Influence of the impedance gradient on the debris cloud produced by hypervelocity impact

The protective performance of a Whipple shield to hypervelocity impact could be improved by using an impedance-graded plate. Transmission and reflection of the shock wave on the impedance interface affect the pressure state in the projectile and its fragmentation, and further change the characteristics of the debris cloud. Models of the shock waves and reflection waves in the materials were built in this paper, which describes the geometric characteristics and the pressure states of wave fronts in the impedance-gradient-plate impact. The models predicted theoretically that a smaller central fragment with a series of larger circumferential fragments would be produced by high/low impedance-graded plate. Based on the models, various front plate combinations of aluminum, magnesium and steel (Al/Mg, Al, Mg/Al, Al/steel) were analyzed experimentally and numerically. The pulse attenuation, material spalling, debris cloud characteristics and witness plate damage were analyzed.
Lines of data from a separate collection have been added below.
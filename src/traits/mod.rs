pub mod producer;
pub mod template;

pub use producer::{ProduceRequest, ProduceResponse, Producer};
pub use template::Template;
// Copyright (c) 2025 Steve Wagner (ciroque@live.com)
// SPDX-License-Identifier: MIT

//! Process-wide generation state shared by every running emitter.
//!
//! A single [`GenerationState`] is created by whoever drives a run and handed
//! out as `Arc<GenerationState>` to emitters and render contexts. Each concern
//! (counters, context values, lists, reference rows, stats) sits behind its own
//! lock, so a write to one never contends with another.
//!
//! # Example
//! ```
//! use synthgen::state::GenerationState;
//!
//! let state = GenerationState::new();
//! assert_eq!(state.counter("id", 100, 10), 100);
//! assert_eq!(state.counter("id", 100, 10), 110);
//!
//! state.add_value_to_list("cities", "Oslo");
//! assert_eq!(state.value_from_list_at("cities", 0).as_deref(), Some("Oslo"));
//! ```

mod context;
mod counters;
mod lists;
mod reference;
mod stats;

pub use context::ContextCache;
pub use counters::CounterMap;
pub use lists::ListStore;
pub use reference::{read_csv, ReferenceRow, ReferenceRows};
pub use stats::{ExecutionStats, StatsSnapshot};

use std::path::Path;

#[derive(Debug, Default)]
pub struct GenerationState {
    counters: CounterMap,
    context: ContextCache,
    lists: ListStore,
    reference: ReferenceRows,
    stats: ExecutionStats,
}

impl GenerationState {
    pub fn new() -> Self {
        Self::default()
    }

    /// Returns `start` the first time `name` is seen, then advances by `step`.
    pub fn counter(&self, name: &str, start: i64, step: i64) -> i64 {
        self.counters.next(name, start, step)
    }

    pub fn set_value(&self, key: &str, value: impl Into<String>) {
        self.context.set(key, value);
    }

    pub fn value(&self, key: &str) -> Option<String> {
        self.context.get(key)
    }

    pub fn add_value_to_list(&self, name: &str, value: impl Into<String>) {
        self.lists.add(name, value);
    }

    pub fn random_value_from_list(&self, name: &str) -> Option<String> {
        self.lists.random(name)
    }

    pub fn value_from_list_at(&self, name: &str, index: usize) -> Option<String> {
        self.lists.at(name, index)
    }

    /// `min(n, len)` values from distinct random positions of the list.
    pub fn random_n_values_from_list(&self, name: &str, n: usize) -> Vec<String> {
        self.lists.random_n(name, n)
    }

    pub fn load_reference_rows(&self, rows: Vec<ReferenceRow>) {
        self.reference.load(rows);
    }

    /// Load reference rows from a CSV file, returning how many rows were read.
    pub fn load_reference_csv<P: AsRef<Path>>(&self, path: P) -> Result<usize, csv::Error> {
        let rows = read_csv(path)?;
        let count = rows.len();
        self.reference.load(rows);
        Ok(count)
    }

    /// Column value from the row selected by the current global iteration index.
    pub fn from_reference_row(&self, column: &str) -> Option<String> {
        self.from_reference_row_at(self.stats.current_iteration(), column)
    }

    pub fn from_reference_row_at(&self, index: u64, column: &str) -> Option<String> {
        self.reference.value_at(index, column)
    }

    pub fn begin_iteration(&self) -> u64 {
        self.stats.begin_iteration()
    }

    pub fn record_produced(&self, bytes: u64) {
        self.stats.record_produced(bytes);
    }

    pub fn stats(&self) -> &ExecutionStats {
        &self.stats
    }
}

#[cfg(test)]
mod tests {
    use super::*;
    use std::collections::HashMap;
    use std::io::Write;
    use tempfile::NamedTempFile;

    fn city_row(city: &str) -> ReferenceRow {
        HashMap::from([("city".to_string(), city.to_string())])
    }

    #[test]
    fn test_reference_row_follows_global_iteration() {
        let state = GenerationState::new();
        state.load_reference_rows(vec![city_row("Oslo"), city_row("Lima"), city_row("Pune")]);

        let mut seen = Vec::new();
        for _ in 0..7 {
            state.begin_iteration();
            seen.push(state.from_reference_row("city").unwrap());
        }

        assert_eq!(seen, vec!["Oslo", "Lima", "Pune", "Oslo", "Lima", "Pune", "Oslo"]);
    }

    #[test]
    fn test_reference_row_without_rows_is_empty() {
        let state = GenerationState::new();
        state.begin_iteration();
        assert_eq!(state.from_reference_row("city"), None);
    }

    #[test]
    fn test_load_reference_csv() {
        let mut file = NamedTempFile::new().unwrap();
        writeln!(file, "city,country").unwrap();
        writeln!(file, "Oslo,Norway").unwrap();
        writeln!(file, "Lima,Peru").unwrap();

        let state = GenerationState::new();
        assert_eq!(state.load_reference_csv(file.path()).unwrap(), 2);
        assert_eq!(state.from_reference_row_at(1, "country").as_deref(), Some("Peru"));
        assert_eq!(state.from_reference_row_at(2, "country").as_deref(), Some("Norway"));
    }

    #[test]
    fn test_record_produced_updates_stats() {
        let state = GenerationState::new();
        state.record_produced(5);
        state.record_produced(7);

        assert_eq!(state.stats().objects(), 2);
        assert_eq!(state.stats().bytes(), 12);
    }

    #[test]
    fn test_context_values_round_trip() {
        let state = GenerationState::new();
        state.set_value("name", "Ada");
        assert_eq!(state.value("name").as_deref(), Some("Ada"));
        assert_eq!(state.value("surname"), None);
    }
}
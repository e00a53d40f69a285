// Copyright (c) 2025 Steve Wagner (ciroque@live.com)
// SPDX-License-Identifier: MIT

use std::collections::HashMap;
use std::sync::{PoisonError, RwLock};

/// Last-writer-wins cache of values produced earlier in a record, so related
/// generators (a name and an email built from it) stay consistent.
#[derive(Debug, Default)]
pub struct ContextCache {
    values: RwLock<HashMap<String, String>>,
}

impl ContextCache {
    pub fn new() -> Self {
        Self::default()
    }

    pub fn set(&self, key: &str, value: impl Into<String>) {
        self.values
            .write()
            .unwrap_or_else(PoisonError::into_inner)
            .insert(key.to_string(), value.into());
    }

    pub fn get(&self, key: &str) -> Option<String> {
        self.values
            .read()
            .unwrap_or_else(PoisonError::into_inner)
            .get(key)
            .cloned()
    }
}
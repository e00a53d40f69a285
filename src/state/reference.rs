// Copyright (c) 2025 Steve Wagner (ciroque@live.com)
// SPDX-License-Identifier: MIT

use std::collections::HashMap;
use std::path::Path;
use std::sync::{PoisonError, RwLock};

/// One row of reference data, column name to value.
pub type ReferenceRow = HashMap<String, String>;

/// Reference rows selected round-robin by iteration index.
#[derive(Debug, Default)]
pub struct ReferenceRows {
    rows: RwLock<Vec<ReferenceRow>>,
}

impl ReferenceRows {
    pub fn new() -> Self {
        Self::default()
    }

    /// Replace the loaded rows.
    pub fn load(&self, rows: Vec<ReferenceRow>) {
        *self.rows.write().unwrap_or_else(PoisonError::into_inner) = rows;
    }

    pub fn len(&self) -> usize {
        self.rows.read().unwrap_or_else(PoisonError::into_inner).len()
    }

    pub fn is_empty(&self) -> bool {
        self.len() == 0
    }

    /// Value of `column` in row `index mod len`; `None` if no rows are loaded
    /// or the row lacks the column.
    pub fn value_at(&self, index: u64, column: &str) -> Option<String> {
        let rows = self.rows.read().unwrap_or_else(PoisonError::into_inner);
        if rows.is_empty() {
            return None;
        }
        let row = &rows[(index % rows.len() as u64) as usize];
        row.get(column).cloned()
    }
}

/// Read a CSV file whose header row names the columns.
pub fn read_csv<P: AsRef<Path>>(path: P) -> Result<Vec<ReferenceRow>, csv::Error> {
    let mut reader = csv::Reader::from_path(path)?;
    let headers = reader.headers()?.clone();

    let mut rows = Vec::new();
    for record in reader.records() {
        let record = record?;
        let row = headers
            .iter()
            .zip(record.iter())
            .map(|(column, value)| (column.to_string(), value.to_string()))
            .collect();
        rows.push(row);
    }

    Ok(rows)
}

#[cfg(test)]
mod tests {
    use super::*;
    use std::io::Write;
    use tempfile::NamedTempFile;

    fn row(name: &str) -> ReferenceRow {
        HashMap::from([("name".to_string(), name.to_string())])
    }

    #[test]
    fn test_empty_rows_yield_nothing() {
        let rows = ReferenceRows::new();
        assert!(rows.is_empty());
        assert_eq!(rows.value_at(0, "name"), None);
    }

    #[test]
    fn test_value_at_wraps_around() {
        let rows = ReferenceRows::new();
        rows.load(vec![row("a"), row("b"), row("c")]);

        let seen: Vec<String> = (0..7).map(|i| rows.value_at(i, "name").unwrap()).collect();
        assert_eq!(seen, vec!["a", "b", "c", "a", "b", "c", "a"]);
        assert_eq!(rows.value_at(1, "missing"), None);
    }

    #[test]
    fn test_read_csv_uses_header_row() {
        let mut file = NamedTempFile::new().unwrap();
        writeln!(file, "name,city").unwrap();
        writeln!(file, "Ada,London").unwrap();
        writeln!(file, "Grace,Arlington").unwrap();

        let rows = read_csv(file.path()).unwrap();
        assert_eq!(rows.len(), 2);
        assert_eq!(rows[0]["name"], "Ada");
        assert_eq!(rows[1]["city"], "Arlington");
    }
}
The results show that the impedance-gradient structure would eventually change the debris cloud characteristics and witness plate damage, and affect the performance of the shield. The plate of Al/Mg (high/low impedance) has a better performance than that of Al, Mg/Al (low/high impedance) and Al/steel (low/high impedance) with the same areal density. The discussion and analysis are also suitable to impedance-gradient plates made up with other materials.